Officers have arrested five people in connection with the race-related unrest.
Riots erupted in the Lozells area of west Birmingham after members of the African-Caribbean and South Asian communities held a meeting on Saturday over the alleged rape.
The meeting was partly meant to calm tension in the community and encourage the 14-year-old girl, reportedly an illegal immigrant, to come forward.
West Midlands Police said a group of people tried to force their way into the church where the meeting was being held and were prevented from doing so.
Police said a series of minor disorders followed in the area. Shops were vandalised and at least one car was set ablaze during the clash, and hundreds of police in riot gear were attacked with bricks and bottles.
Four people were stabbed, including a 23-year-old man, who was taken to Birmingham‘s City Hospital, where he died from his wounds. A police officer was shot in the leg with a ball-bearing gun.
Police arrested five people for suspected public disorder offences, a spokesman for West Midlands Police said.

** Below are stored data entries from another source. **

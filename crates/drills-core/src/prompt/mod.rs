//! Console prompting and the validated-input retry loop.
//!
//! [`Console`] wraps any `BufRead` + `Write` pair so the interactive
//! exercises can run against stdin/stdout or against in-memory buffers in
//! tests. [`Console::ask`] is a single-shot typed read whose parse failures
//! are fatal; [`Console::ask_until`] keeps re-prompting until a value both
//! parses and satisfies the caller's predicate.

mod ask;
mod console;
mod error;

pub use ask::{ask_in_range, parse_int, parse_trimmed, AskOptions, DEFAULT_REJECTION};
pub use console::Console;
pub use error::{ParseError, PromptError};
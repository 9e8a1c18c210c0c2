//! Validated-input retry loop.

use std::fmt::Display;
use std::io::{BufRead, Write};
use std::ops::RangeInclusive;
use std::str::FromStr;
use std::sync::atomic::{AtomicBool, Ordering};
use std::sync::Arc;

use super::console::Console;
use super::error::{ParseError, PromptError};

/// Diagnostic written after a rejected attempt when none is configured.
pub const DEFAULT_REJECTION: &str = "Invalid input. Please try again.";

/// Knobs for [`Console::ask_until`].
///
/// The default is the plain exercise behaviour: unbounded attempts, no
/// cancellation, generic rejection message.
#[derive(Debug, Clone)]
pub struct AskOptions {
    /// Line written after every rejected attempt.
    pub rejection: String,
    /// Give up after this many attempts (None = keep asking forever).
    pub max_attempts: Option<u32>,
    /// Checked before each prompt; when set the loop returns `Cancelled`.
    pub abort: Option<Arc<AtomicBool>>,
}

impl Default for AskOptions {
    fn default() -> Self {
        Self {
            rejection: DEFAULT_REJECTION.to_string(),
            max_attempts: None,
            abort: None,
        }
    }
}

impl AskOptions {
    pub fn with_rejection(mut self, rejection: impl Into<String>) -> Self {
        self.rejection = rejection.into();
        self
    }

    pub fn with_max_attempts(mut self, max_attempts: Option<u32>) -> Self {
        self.max_attempts = max_attempts;
        self
    }

    pub fn with_abort(mut self, token: Arc<AtomicBool>) -> Self {
        self.abort = Some(token);
        self
    }

    fn cancelled(&self) -> bool {
        self.abort
            .as_ref()
            .is_some_and(|t| t.load(Ordering::Relaxed))
    }
}

/// Trim `text` and parse it as `T`, keeping the trimmed text in the error.
pub fn parse_trimmed<T>(text: &str) -> Result<T, ParseError>
where
    T: FromStr,
    T::Err: Display,
{
    let trimmed = text.trim();
    trimmed
        .parse::<T>()
        .map_err(|e| ParseError::new(trimmed, e.to_string()))
}

/// Parse a whole number, ignoring surrounding whitespace.
pub fn parse_int(text: &str) -> Result<i64, ParseError> {
    parse_trimmed(text)
}

impl<R: BufRead, W: Write> Console<R, W> {
    /// Prompt until `parse` succeeds and `valid` accepts the value.
    ///
    /// Both malformed text and out-of-domain values are rejected the same
    /// way: the rejection line is written and the prompt repeats. Only I/O
    /// failure, end of input, cancellation, or an exhausted attempt limit end
    /// the loop without a value.
    pub fn ask_until<T, P, V>(
        &mut self,
        prompt: &str,
        options: &AskOptions,
        mut parse: P,
        mut valid: V,
    ) -> Result<T, PromptError>
    where
        P: FnMut(&str) -> Result<T, ParseError>,
        V: FnMut(&T) -> bool,
    {
        let mut attempt = 1u32;
        loop {
            if options.cancelled() {
                tracing::debug!(attempt, "input cancelled");
                return Err(PromptError::Cancelled);
            }

            let line = self.read_line(prompt)?;
            match parse(&line) {
                Ok(value) if valid(&value) => {
                    tracing::debug!(attempt, "input accepted");
                    return Ok(value);
                }
                Ok(_) => {
                    tracing::debug!(attempt, input = %line.trim(), "input rejected: fails validation");
                }
                Err(e) => {
                    tracing::debug!(attempt, error = %e, "input rejected: parse failed");
                }
            }
            self.say(&options.rejection)?;

            if let Some(max) = options.max_attempts {
                if attempt >= max {
                    return Err(PromptError::AttemptsExhausted { attempts: attempt });
                }
            }
            attempt += 1;
        }
    }
}

/// Keep asking for a whole number inside `range` (inclusive).
pub fn ask_in_range<R: BufRead, W: Write>(
    console: &mut Console<R, W>,
    prompt: &str,
    range: RangeInclusive<i64>,
    options: &AskOptions,
) -> Result<i64, PromptError> {
    console.ask_until(prompt, options, parse_int, |n| range.contains(n))
}

#[cfg(test)]
mod tests {
    use super::*;
    use std::io::Cursor;

    const PROMPT: &str = "Enter a number between 1 and 10: ";

    fn console(input: &str) -> Console<Cursor<Vec<u8>>, Vec<u8>> {
        Console::new(Cursor::new(input.as_bytes().to_vec()), Vec::new())
    }

    fn output(c: Console<Cursor<Vec<u8>>, Vec<u8>>) -> String {
        String::from_utf8(c.into_output()).unwrap()
    }

    #[test]
    fn returns_first_value_in_range_after_rejections() {
        let mut c = console("0\n15\nabc\n7\n3\n");
        let opts = AskOptions::default().with_rejection("Invalid number. Please try again.");
        let n = ask_in_range(&mut c, PROMPT, 1..=10, &opts).unwrap();
        assert_eq!(n, 7);

        let out = output(c);
        assert_eq!(out.matches("Invalid number. Please try again.").count(), 3);
        assert_eq!(out.matches(PROMPT).count(), 4);
    }

    #[test]
    fn accepts_bounds_inclusively() {
        let mut c = console("1\n");
        assert_eq!(ask_in_range(&mut c, PROMPT, 1..=10, &AskOptions::default()).unwrap(), 1);
        let mut c = console("10\n");
        assert_eq!(ask_in_range(&mut c, PROMPT, 1..=10, &AskOptions::default()).unwrap(), 10);
    }

    #[test]
    fn end_of_input_stops_unbounded_loop() {
        let mut c = console("0\n11\n");
        let err = ask_in_range(&mut c, PROMPT, 1..=10, &AskOptions::default()).unwrap_err();
        assert!(matches!(err, PromptError::InputClosed));
    }

    #[test]
    fn respects_max_attempts() {
        let mut c = console("0\n11\n5\n");
        let opts = AskOptions::default().with_max_attempts(Some(2));
        let err = ask_in_range(&mut c, PROMPT, 1..=10, &opts).unwrap_err();
        assert!(matches!(err, PromptError::AttemptsExhausted { attempts: 2 }));
    }

    #[test]
    fn max_attempts_not_hit_when_value_arrives_in_time() {
        let mut c = console("0\n5\n");
        let opts = AskOptions::default().with_max_attempts(Some(2));
        assert_eq!(ask_in_range(&mut c, PROMPT, 1..=10, &opts).unwrap(), 5);
    }

    #[test]
    fn abort_token_cancels_before_prompting() {
        let token = Arc::new(AtomicBool::new(true));
        let mut c = console("5\n");
        let opts = AskOptions::default().with_abort(Arc::clone(&token));
        let err = ask_in_range(&mut c, PROMPT, 1..=10, &opts).unwrap_err();
        assert!(matches!(err, PromptError::Cancelled));
        assert!(output(c).is_empty());
    }

    #[test]
    fn abort_token_set_by_predicate_stops_next_round() {
        let token = Arc::new(AtomicBool::new(false));
        let mut c = console("x\ny\nz\n");
        let opts = AskOptions::default().with_abort(Arc::clone(&token));
        let err = c
            .ask_until(
                "word: ",
                &opts,
                |s| Ok(s.to_string()),
                |_| {
                    token.store(true, Ordering::Relaxed);
                    false
                },
            )
            .unwrap_err();
        assert!(matches!(err, PromptError::Cancelled));
    }

    #[test]
    fn custom_parse_and_predicate() {
        let mut c = console("Fish\n cat \n");
        let species = c
            .ask_until(
                "Species: ",
                &AskOptions::default(),
                |s| Ok(s.trim().to_lowercase()),
                |s| s == "dog" || s == "cat",
            )
            .unwrap();
        assert_eq!(species, "cat");
    }

    #[test]
    fn parse_int_trims_and_reports_input() {
        assert_eq!(parse_int("  42\t").unwrap(), 42);
        assert_eq!(parse_int("-3").unwrap(), -3);
        let err = parse_int(" 4x ").unwrap_err();
        assert_eq!(err.input, "4x");
        assert!(!err.reason.is_empty());
    }
}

“This is the work of a small number of individuals and is not a true reflection of community relations in Birmingham“
Officers received reports of 80 crimes, and 35 people were taken to hospital.

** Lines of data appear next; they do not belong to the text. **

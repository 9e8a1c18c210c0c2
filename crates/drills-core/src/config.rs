use anyhow::{bail, Result};
use serde::{Deserialize, Serialize};
use std::fs;
use std::path::{Path, PathBuf};
use std::time::Duration;

use crate::backoff::BackoffPlan;
use crate::prompt::AskOptions;

/// Rejection line used by the range exercise.
pub const RANGE_REJECTION: &str = "Invalid number. Please try again.";

/// Bounds for the range exercise (`[range]` in config.toml).
#[derive(Debug, Clone, PartialEq, Eq, Serialize, Deserialize)]
pub struct RangeConfig {
    /// Smallest accepted value (inclusive).
    pub min: i64,
    /// Largest accepted value (inclusive).
    pub max: i64,
    /// Optional attempt limit; if missing, keep asking until a valid value arrives.
    #[serde(default)]
    pub max_attempts: Option<u32>,
}

impl Default for RangeConfig {
    fn default() -> Self {
        Self {
            min: 1,
            max: 10,
            max_attempts: None,
        }
    }
}

impl RangeConfig {
    pub fn ask_options(&self) -> AskOptions {
        AskOptions::default()
            .with_rejection(RANGE_REJECTION)
            .with_max_attempts(self.max_attempts)
    }
}

/// Backoff exercise parameters (`[backoff]` in config.toml).
#[derive(Debug, Clone, PartialEq, Serialize, Deserialize)]
pub struct BackoffConfig {
    /// Number of attempts, each followed by a wait.
    pub max_attempts: u32,
    /// First wait in seconds (e.g. 0.25 = 250ms).
    pub initial_wait_secs: f64,
    /// Optional cap on any single wait, in seconds.
    #[serde(default)]
    pub max_wait_secs: Option<f64>,
}

impl Default for BackoffConfig {
    fn default() -> Self {
        Self {
            max_attempts: 5,
            initial_wait_secs: 1.0,
            max_wait_secs: None,
        }
    }
}

impl BackoffConfig {
    pub fn plan(&self) -> Result<BackoffPlan> {
        let initial = secs_to_duration("backoff.initial_wait_secs", self.initial_wait_secs)?;
        let cap = self
            .max_wait_secs
            .map(|s| secs_to_duration("backoff.max_wait_secs", s))
            .transpose()?;
        Ok(BackoffPlan::new(self.max_attempts, initial).with_max_wait(cap))
    }
}

/// Convert user-supplied seconds, rejecting negative and non-finite values.
pub fn secs_to_duration(field: &str, secs: f64) -> Result<Duration> {
    match Duration::try_from_secs_f64(secs) {
        Ok(d) => Ok(d),
        Err(_) => bail!("{field} must be a finite, non-negative number of seconds (got {secs})"),
    }
}

/// Global configuration loaded from `~/.config/drills/config.toml`.
#[derive(Debug, Clone, Default, PartialEq, Serialize, Deserialize)]
pub struct DrillsConfig {
    #[serde(default)]
    pub range: RangeConfig,
    #[serde(default)]
    pub backoff: BackoffConfig,
}

impl DrillsConfig {
    /// Reject settings the exercises cannot run with.
    pub fn validate(&self) -> Result<()> {
        if self.range.min > self.range.max {
            bail!(
                "range.min ({}) must not exceed range.max ({})",
                self.range.min,
                self.range.max
            );
        }
        if self.range.max_attempts == Some(0) {
            bail!("range.max_attempts must be at least 1 when set");
        }
        self.backoff.plan()?;
        Ok(())
    }
}

pub fn config_path() -> Result<PathBuf> {
    let xdg_dirs = xdg::BaseDirectories::with_prefix("drills")?;
    Ok(xdg_dirs.place_config_file("config.toml")?)
}

/// Load configuration from disk, creating a default file if none exists.
pub fn load_or_init() -> Result<DrillsConfig> {
    load_or_init_at(&config_path()?)
}

/// Same as [`load_or_init`] but at an explicit path.
pub fn load_or_init_at(path: &Path) -> Result<DrillsConfig> {
    if !path.exists() {
        let default_cfg = DrillsConfig::default();
        let toml = toml::to_string_pretty(&default_cfg)?;
        if let Some(parent) = path.parent() {
            fs::create_dir_all(parent)?;
        }
        fs::write(path, toml)?;
        tracing::info!("created default config at {}", path.display());
        return Ok(default_cfg);
    }

    let data = fs::read_to_string(path)?;
    let cfg: DrillsConfig = toml::from_str(&data)?;
    cfg.validate()?;
    Ok(cfg)
}

#[cfg(test)]
mod tests {
    use super::*;

    #[test]
    fn default_config_values() {
        let cfg = DrillsConfig::default();
        assert_eq!(cfg.range.min, 1);
        assert_eq!(cfg.range.max, 10);
        assert!(cfg.range.max_attempts.is_none());
        assert_eq!(cfg.backoff.max_attempts, 5);
        assert_eq!(cfg.backoff.initial_wait_secs, 1.0);
        assert!(cfg.backoff.max_wait_secs.is_none());
        cfg.validate().unwrap();
    }

    #[test]
    fn config_toml_roundtrip() {
        let cfg = DrillsConfig::default();
        let toml = toml::to_string_pretty(&cfg).unwrap();
        let parsed: DrillsConfig = toml::from_str(&toml).unwrap();
        assert_eq!(parsed, cfg);
    }

    #[test]
    fn config_toml_custom_values() {
        let toml = r#"
            [range]
            min = -5
            max = 5
            max_attempts = 3

            [backoff]
            max_attempts = 4
            initial_wait_secs = 0.5
            max_wait_secs = 2.0
        "#;
        let cfg: DrillsConfig = toml::from_str(toml).unwrap();
        assert_eq!(cfg.range.min, -5);
        assert_eq!(cfg.range.max_attempts, Some(3));
        let plan = cfg.backoff.plan().unwrap();
        assert_eq!(plan.max_attempts, 4);
        assert_eq!(plan.initial_wait, Duration::from_millis(500));
        assert_eq!(plan.max_wait, Some(Duration::from_secs(2)));
    }

    #[test]
    fn missing_sections_use_defaults() {
        let cfg: DrillsConfig = toml::from_str("[range]\nmin = 2\nmax = 4\n").unwrap();
        assert_eq!(cfg.range.min, 2);
        assert_eq!(cfg.backoff, BackoffConfig::default());
        let empty: DrillsConfig = toml::from_str("").unwrap();
        assert_eq!(empty, DrillsConfig::default());
    }

    #[test]
    fn validate_rejects_bad_values() {
        let mut cfg = DrillsConfig::default();
        cfg.range.min = 11;
        assert!(cfg.validate().is_err());

        let mut cfg = DrillsConfig::default();
        cfg.range.max_attempts = Some(0);
        assert!(cfg.validate().is_err());

        let mut cfg = DrillsConfig::default();
        cfg.backoff.initial_wait_secs = -1.0;
        assert!(cfg.validate().is_err());

        let mut cfg = DrillsConfig::default();
        cfg.backoff.max_wait_secs = Some(f64::NAN);
        assert!(cfg.validate().is_err());
    }

    #[test]
    fn range_options_carry_rejection_and_limit() {
        let cfg = RangeConfig {
            max_attempts: Some(2),
            ..RangeConfig::default()
        };
        let opts = cfg.ask_options();
        assert_eq!(opts.rejection, RANGE_REJECTION);
        assert_eq!(opts.max_attempts, Some(2));
    }

    #[test]
    fn load_or_init_writes_default_then_reads_it_back() {
        let dir = tempfile::tempdir().unwrap();
        let path = dir.path().join("nested").join("config.toml");
        let created = load_or_init_at(&path).unwrap();
        assert!(path.exists());
        let loaded = load_or_init_at(&path).unwrap();
        assert_eq!(created, loaded);
    }

    #[test]
    fn load_rejects_invalid_file() {
        let dir = tempfile::tempdir().unwrap();
        let path = dir.path().join("config.toml");
        fs::write(&path, "[range]\nmin = 10\nmax = 1\n").unwrap();
        assert!(load_or_init_at(&path).is_err());
        fs::write(&path, "range = 3\n").unwrap();
        assert!(load_or_init_at(&path).is_err());
    }
}
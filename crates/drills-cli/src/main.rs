use drills_core::logging;

mod cli;

use crate::cli::CliCommand;

fn main() {
    // Initialize logging as early as possible; fall back to stderr if the
    // state dir is unusable.
    if logging::init_logging().is_err() {
        logging::init_logging_stderr();
    }

    // Parse CLI and dispatch.
    if let Err(err) = CliCommand::run_from_args() {
        tracing::error!("{:#}", err);
        eprintln!("drills error: {:#}", err);
        std::process::exit(1);
    }
}
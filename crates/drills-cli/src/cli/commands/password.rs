//! `drills password` – rate a password by length.

use anyhow::Result;
use drills_core::classify::password_strength;
use drills_core::prompt::Console;
use std::io::{BufRead, Write};

pub fn run_password<R: BufRead, W: Write>(console: &mut Console<R, W>) -> Result<()> {
    let password = console.read_line("Enter your password: ")?;
    let strength = password_strength(&password);
    tracing::debug!(%strength, "classified password");
    console.say(format_args!("Password strength is {strength}"))?;
    Ok(())
}
//! Wait schedule for the backoff loop.

use std::time::Duration;

/// Attempt count and wait growth for one backoff run.
#[derive(Debug, Clone, Copy, PartialEq, Eq)]
pub struct BackoffPlan {
    /// Number of attempts; each one is followed by a wait.
    pub max_attempts: u32,
    /// Wait after the first attempt.
    pub initial_wait: Duration,
    /// Upper bound on any single wait (None = uncapped doubling).
    pub max_wait: Option<Duration>,
}

impl Default for BackoffPlan {
    fn default() -> Self {
        Self {
            max_attempts: 5,
            initial_wait: Duration::from_secs(1),
            max_wait: None,
        }
    }
}

impl BackoffPlan {
    pub fn new(max_attempts: u32, initial_wait: Duration) -> Self {
        Self {
            max_attempts,
            initial_wait,
            max_wait: None,
        }
    }

    pub fn with_max_wait(mut self, max_wait: Option<Duration>) -> Self {
        self.max_wait = max_wait;
        self
    }

    /// Wait for the given 1-based attempt: `initial * 2^(attempt-1)`,
    /// saturating at `Duration::MAX`, then capped.
    pub fn wait_for(&self, attempt: u32) -> Duration {
        let initial = self.initial_wait.as_nanos();
        let wait = if initial == 0 {
            Duration::ZERO
        } else {
            1u128
                .checked_shl(attempt.saturating_sub(1))
                .and_then(|factor| initial.checked_mul(factor))
                .map_or(Duration::MAX, duration_from_nanos_saturating)
        };
        match self.max_wait {
            Some(cap) => wait.min(cap),
            None => wait,
        }
    }

    /// Lazily yields exactly `max_attempts` waits.
    pub fn waits(&self) -> Waits {
        Waits {
            plan: *self,
            next_attempt: 1,
        }
    }

    /// Sum of every wait in the schedule, saturating.
    pub fn total_wait(&self) -> Duration {
        self.waits()
            .fold(Duration::ZERO, |acc, d| acc.saturating_add(d))
    }
}

/// Iterator over a plan's waits; see [`BackoffPlan::waits`].
#[derive(Debug, Clone)]
pub struct Waits {
    plan: BackoffPlan,
    next_attempt: u64,
}

impl Iterator for Waits {
    type Item = Duration;

    fn next(&mut self) -> Option<Duration> {
        let attempt = u32::try_from(self.next_attempt).ok()?;
        if attempt > self.plan.max_attempts {
            return None;
        }
        let wait = self.plan.wait_for(attempt);
        self.next_attempt += 1;
        Some(wait)
    }

    fn size_hint(&self) -> (usize, Option<usize>) {
        let left = (u64::from(self.plan.max_attempts) + 1).saturating_sub(self.next_attempt) as usize;
        (left, Some(left))
    }
}

const NANOS_PER_SEC: u128 = 1_000_000_000;

fn duration_from_nanos_saturating(nanos: u128) -> Duration {
    match u64::try_from(nanos / NANOS_PER_SEC) {
        Ok(secs) => Duration::new(secs, (nanos % NANOS_PER_SEC) as u32),
        Err(_) => Duration::MAX,
    }
}

/// Render a wait as seconds: `4` when whole, `0.25` otherwise.
pub fn format_wait(wait: Duration) -> String {
    if wait.subsec_nanos() == 0 {
        wait.as_secs().to_string()
    } else {
        format!("{}", wait.as_secs_f64())
    }
}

“This is the work of a small number of individuals and is not a true reflection of community relations in Birmingham,” said Assistant Chief Constable David Shaw of West Midlands Police.
He said there was no evidence the girl had been raped but police were investigating and urging her to come forward.
The Lozells area has been a focus of racial tension in the past. There is a big African-Caribbean community, but gangs of South Asian youths have also appeared in the neighbourhood.
Police relations in Birmingham
Trouble sometimes erupts between gangs from the different ethnic groups, usually over drugs. There are also rivalries within the two communities, and in 2003 two girls were shot dead in violence between two gangs.
Police relations with the community have long been strained. In 1985 riots broke out in the nearby Handsworth district following the arrest of a man during a stop and search operation.
Khalid Mahmood, the lawmaker who represents the area in the Houses of Parliament, denied that the unrest amounted to a race riot.
“I think it was a few individuals, numbering less than 30, who decided to take it upon themselves to have this kind of mayhem,” Mahmood told the BBC.
He did not specify which ethnic group they belonged to.
“I think the majority of the community is still very close together. I think the small number of people who were involved were predominantly from outside.”